Dept. of Environmental & Molecular Toxicology, 1007 Ag & Life Sciences, Oregon State Univ., Corvallis, OR 97331-7301, United States.
Dept. of Environmental & Molecular Toxicology, 1007 Ag & Life Sciences, Oregon State Univ., Corvallis, OR 97331-7301, United States.
Sci Total Environ. 2022 May 1;819:152955. doi: 10.1016/j.scitotenv.2022.152955. Epub 2022 Jan 8.
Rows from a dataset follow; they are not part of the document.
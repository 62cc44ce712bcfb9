//! Cross-dialect tests for phrase tables, quoting and literal formatting.

use super::*;
use crate::ident::QuoteCache;
use crate::phrase::PhraseTemplate;
use chrono::NaiveDate;

fn all_dialects() -> Vec<Arc<dyn DbmsHandler>> {
    DBMS_NAMES
        .iter()
        .map(|name| dbms_by_name(name).unwrap())
        .collect()
}

#[test]
fn every_supported_phrase_honors_its_contract() {
    for dbms in all_dialects() {
        for phrase in Phrase::ALL {
            if phrase.is_pattern() {
                continue;
            }
            let Some(template) = dbms.phrase(phrase) else {
                continue;
            };
            let parsed = PhraseTemplate::parse(template).unwrap();
            let c = phrase.contract();
            assert_eq!(parsed.has_operand(), c.operand, "{} {phrase}", dbms.name());
            assert_eq!(parsed.arg_count(), c.args, "{} {phrase}", dbms.name());
            if c.args > 0 {
                assert_eq!(parsed.max_arg_index(), Some(c.args - 1), "{} {phrase}", dbms.name());
            }
        }
    }
}

#[test]
fn substringex_has_exactly_two_args_everywhere() {
    for dbms in all_dialects() {
        let template = dbms.require_phrase(Phrase::SQL_FUNC_SUBSTRINGEX).unwrap();
        assert_eq!(PhraseTemplate::parse(template).unwrap().arg_count(), 2, "{}", dbms.name());
    }
}

#[test]
fn unsupported_phrase_is_reported() {
    let err = generic().require_phrase(Phrase::SQL_FUNC_STRAGG).unwrap_err();
    assert!(err.is_not_supported());
    assert!(err.to_string().contains("SQL_FUNC_STRAGG"));
    assert!(err.to_string().contains("generic"));

    assert!(postgres().phrase(Phrase::SQL_FUNC_STRAGG).is_some());
    assert!(sqlite().phrase(Phrase::SQL_FUNC_REVERSE).is_none());
}

#[test]
fn reserved_keyword_quoting_per_dialect() {
    for dbms in all_dialects() {
        let mut cache = QuoteCache::new();
        assert!(cache.needs_quotes(dbms.as_ref(), "order"), "{}", dbms.name());
        assert!(!cache.needs_quotes(dbms.as_ref(), "customer_id"), "{}", dbms.name());
    }
}

#[test]
fn lookup_by_name_accepts_aliases() {
    assert_eq!(dbms_by_name("PostgreSQL").unwrap().name(), "postgres");
    assert_eq!(dbms_by_name("mssql").unwrap().name(), "sqlserver");
    assert_eq!(dbms_by_name(" mariadb ").unwrap().name(), "mysql");
    let err = dbms_by_name("db2").unwrap_err();
    assert!(matches!(err, DbError::Config(_)));
}

#[test]
fn placeholders() {
    assert_eq!(postgres().placeholder(3), "$3");
    assert_eq!(mysql().placeholder(3), "?");
}

#[test]
fn string_literals_are_escaped() {
    let v = Value::from("O'Brien");
    assert_eq!(generic().format_value(&v, DataType::Varchar).unwrap(), "'O''Brien'");
    assert_eq!(sqlserver().format_value(&v, DataType::Varchar).unwrap(), "N'O''Brien'");
    let v = Value::from("a\\b");
    assert_eq!(mysql().format_value(&v, DataType::Varchar).unwrap(), "'a\\\\b'");
}

#[test]
fn date_literals_use_dialect_templates() {
    let d = Value::Date(NaiveDate::from_ymd_opt(2024, 3, 9).unwrap());
    assert_eq!(generic().format_value(&d, DataType::Date).unwrap(), "DATE '2024-03-09'");
    assert_eq!(mysql().format_value(&d, DataType::Date).unwrap(), "'2024-03-09'");
    assert_eq!(
        oracle().format_value(&d, DataType::Date).unwrap(),
        "TO_DATE('2024-03-09', 'YYYY-MM-DD')"
    );
    assert_eq!(
        sqlserver().format_value(&d, DataType::Date).unwrap(),
        "convert(date, '2024/03/09', 111)"
    );
}

#[test]
fn boolean_and_null_literals() {
    assert_eq!(generic().format_value(&Value::Bool(true), DataType::Bool).unwrap(), "TRUE");
    assert_eq!(oracle().format_value(&Value::Bool(true), DataType::Bool).unwrap(), "1");
    assert_eq!(sqlite().format_value(&Value::Bool(false), DataType::Bool).unwrap(), "0");
    assert_eq!(generic().format_value(&Value::Null, DataType::Integer).unwrap(), "null");
}

#[test]
fn literal_coerces_to_requested_type() {
    let v = Value::from("42");
    assert_eq!(generic().format_value(&v, DataType::Integer).unwrap(), "42");
    assert!(generic().format_value(&Value::from("abc"), DataType::Integer).is_err());
}

#[test]
fn binary_literals() {
    let v = Value::Bytes(vec![0xde, 0xad]);
    assert_eq!(generic().format_value(&v, DataType::Blob).unwrap(), "X'DEAD'");
    assert_eq!(postgres().format_value(&v, DataType::Blob).unwrap(), "'\\xDEAD'::bytea");
    assert_eq!(sqlserver().format_value(&v, DataType::Blob).unwrap(), "0xDEAD");
}

#[test]
fn native_sequence_queries() {
    assert_eq!(
        postgres().next_sequence_value_sql("EMP_SEQ").unwrap(),
        "SELECT nextval('EMP_SEQ')"
    );
    assert_eq!(
        oracle().next_sequence_value_sql("EMP_SEQ").unwrap(),
        "SELECT EMP_SEQ.NEXTVAL FROM DUAL"
    );
    assert!(mysql().next_sequence_value_sql("EMP_SEQ").unwrap_err().is_not_supported());
}

#[test]
fn sequence_support_matches_native_query() {
    for dbms in all_dialects() {
        assert_eq!(
            dbms.is_supported(DbmsFeature::Sequences),
            dbms.next_sequence_value_sql("S").is_ok(),
            "{}",
            dbms.name()
        );
    }
}

#[test]
fn pagination_styles() {
    assert_eq!(generic().pagination(), Pagination::None);
    assert_eq!(postgres().pagination(), Pagination::LimitOffset);
    assert_eq!(sqlserver().pagination(), Pagination::Top);
    assert_eq!(oracle().pagination(), Pagination::RowNum);
    assert!(!sqlserver().is_supported(DbmsFeature::QuerySkipRows));
}

#[test]
fn ddl_types() {
    let col = TableColumn::new("NAME", DataType::Varchar, 40);
    assert_eq!(generic().ddl_type(&col).unwrap(), "VARCHAR(40)");
    assert_eq!(oracle().ddl_type(&col).unwrap(), "VARCHAR2(40 CHAR)");
    assert_eq!(sqlserver().ddl_type(&col).unwrap(), "NVARCHAR(40)");

    let id = TableColumn::new("ID", DataType::AutoInc, 4);
    assert_eq!(postgres().ddl_type(&id).unwrap(), "SERIAL");
    assert_eq!(mysql().ddl_type(&id).unwrap(), "INTEGER AUTO_INCREMENT");

    let missing_size = TableColumn::new("CODE", DataType::Char, 0);
    assert!(generic().ddl_type(&missing_size).is_err());
}

#[test]
fn conversion_templates() {
    assert_eq!(
        generic().convert_phrase(DataType::Varchar, DataType::Integer, None).unwrap(),
        "CAST(? AS VARCHAR(4000))"
    );
    assert!(
        generic()
            .convert_phrase(DataType::Varchar, DataType::Date, Some("YYYY"))
            .unwrap_err()
            .is_not_supported()
    );
    assert_eq!(
        sqlserver().convert_phrase(DataType::Integer, DataType::Varchar, None).unwrap(),
        "convert(BIGINT, ?)"
    );
}

#[test]
fn alter_column_statements() {
    let def = ColumnDef {
        name: "NAME".into(),
        ddl_type: "VARCHAR(80)".into(),
        default: None,
        required: true,
    };
    assert_eq!(
        mysql().alter_column_sql("T", &def).unwrap(),
        "ALTER TABLE T MODIFY NAME VARCHAR(80) NOT NULL"
    );
    assert!(sqlite().alter_column_sql("T", &def).unwrap_err().is_not_supported());
}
In the U.S. Pacific Northwest and California contaminants entering surface water may harm Endangered Species Act (ESA) listed salmonid species and consequently there is ongoing concern regarding agricultural practices and resulting pesticide surface water loading may adversely impact salmonid species, their food web, and habitat. Characterizing pesticide exposure in surface water at the watershed scale and beyond is challenging due to uncertainty regarding pesticide use practices and sparse monitoring data. We report here a 2-year continuous deployment of passive sampling devices (PSDs) for monitoring of pesticides in surface water at the outflow of the Zollner Creek watershed located within the Willamette Basin, Oregon, USA. This watershed is predominately agricultural and within the geographic range of two ESA listed Pacific salmonid species. Grab and passive sampling monitoring data were used to evaluate the performance of a probabilistic application of the Soil and Water Assessment Tool (SWAT), a physically based process model which integrates institutional and local knowledge and expertise to investigate the relationship between land use practices and pesticide surface water loading at the watershed scale. SWAT estimated pesticide surface water concentrations for the pesticides chlorpyrifos and trifluralin followed temporal trend in PSD monitoring results and the 5th to 95th percentile range of estimated pesticide concentrations based on the probabilistic assessment encompassed 65-76% of the observed PSD concentrations. Evaluation of model estimates for metolachlor in surface water was challenged by insufficient publicly available grab sample monitoring data. A process to estimate pesticide surface water concentrations on biologically relevant time scales and comparison to screening level aquatic life benchmarks is presented. Additionally, model estimates were used to characterize the variance in surface water concentrations in this small hydrologically responsive watershed to determine grab sampling frequency adequate for model evaluation.
在美国太平洋西北地区和加利福尼亚州,进入地表水的污染物可能会危害《濒危物种法》(ESA)中列出的鲑鱼物种,因此人们一直关注农业实践以及由此产生的农药地表水负荷可能对鲑鱼物种、其食物网和栖息地产生不利影响。由于对农药使用实践的不确定性和监测数据稀疏,在流域尺度及以上尺度上对地表水的农药暴露进行特征描述具有挑战性。我们在这里报告了一项为期 2 年的连续部署被动采样设备(PSD)的研究,用于监测位于美国俄勒冈州威拉米特流域的佐勒尔克里克流域出口处地表水的农药。该流域主要是农业区,位于两种 ESA 列出的太平洋鲑鱼物种的地理范围内。Grab 和被动采样监测数据用于评估土壤和水评估工具(SWAT)的概率应用的性能,SWAT 是一种基于物理的过程模型,它整合了制度和地方知识和专业知识,以调查土地利用实践与流域尺度上农药地表水负荷之间的关系。SWAT 估计了氯吡硫磷和氟乐灵这两种农药的地表水浓度,这些浓度与 PSD 监测结果的时间趋势一致,基于概率评估的估计农药浓度的第 5 到第 95 百分位数范围涵盖了 65-76%的观察到的 PSD 浓度。对地表水中甲草胺模型估计值的评估受到公开获得的 Grab 样本监测数据不足的挑战。提出了一种在生物相关时间尺度上估计农药地表水浓度并与筛选水平水生生物基准进行比较的方法。此外,还使用模型估计值来描述这个小水文响应流域中地表水浓度的变化,以确定用于模型评估的适当的 Grab 采样频率。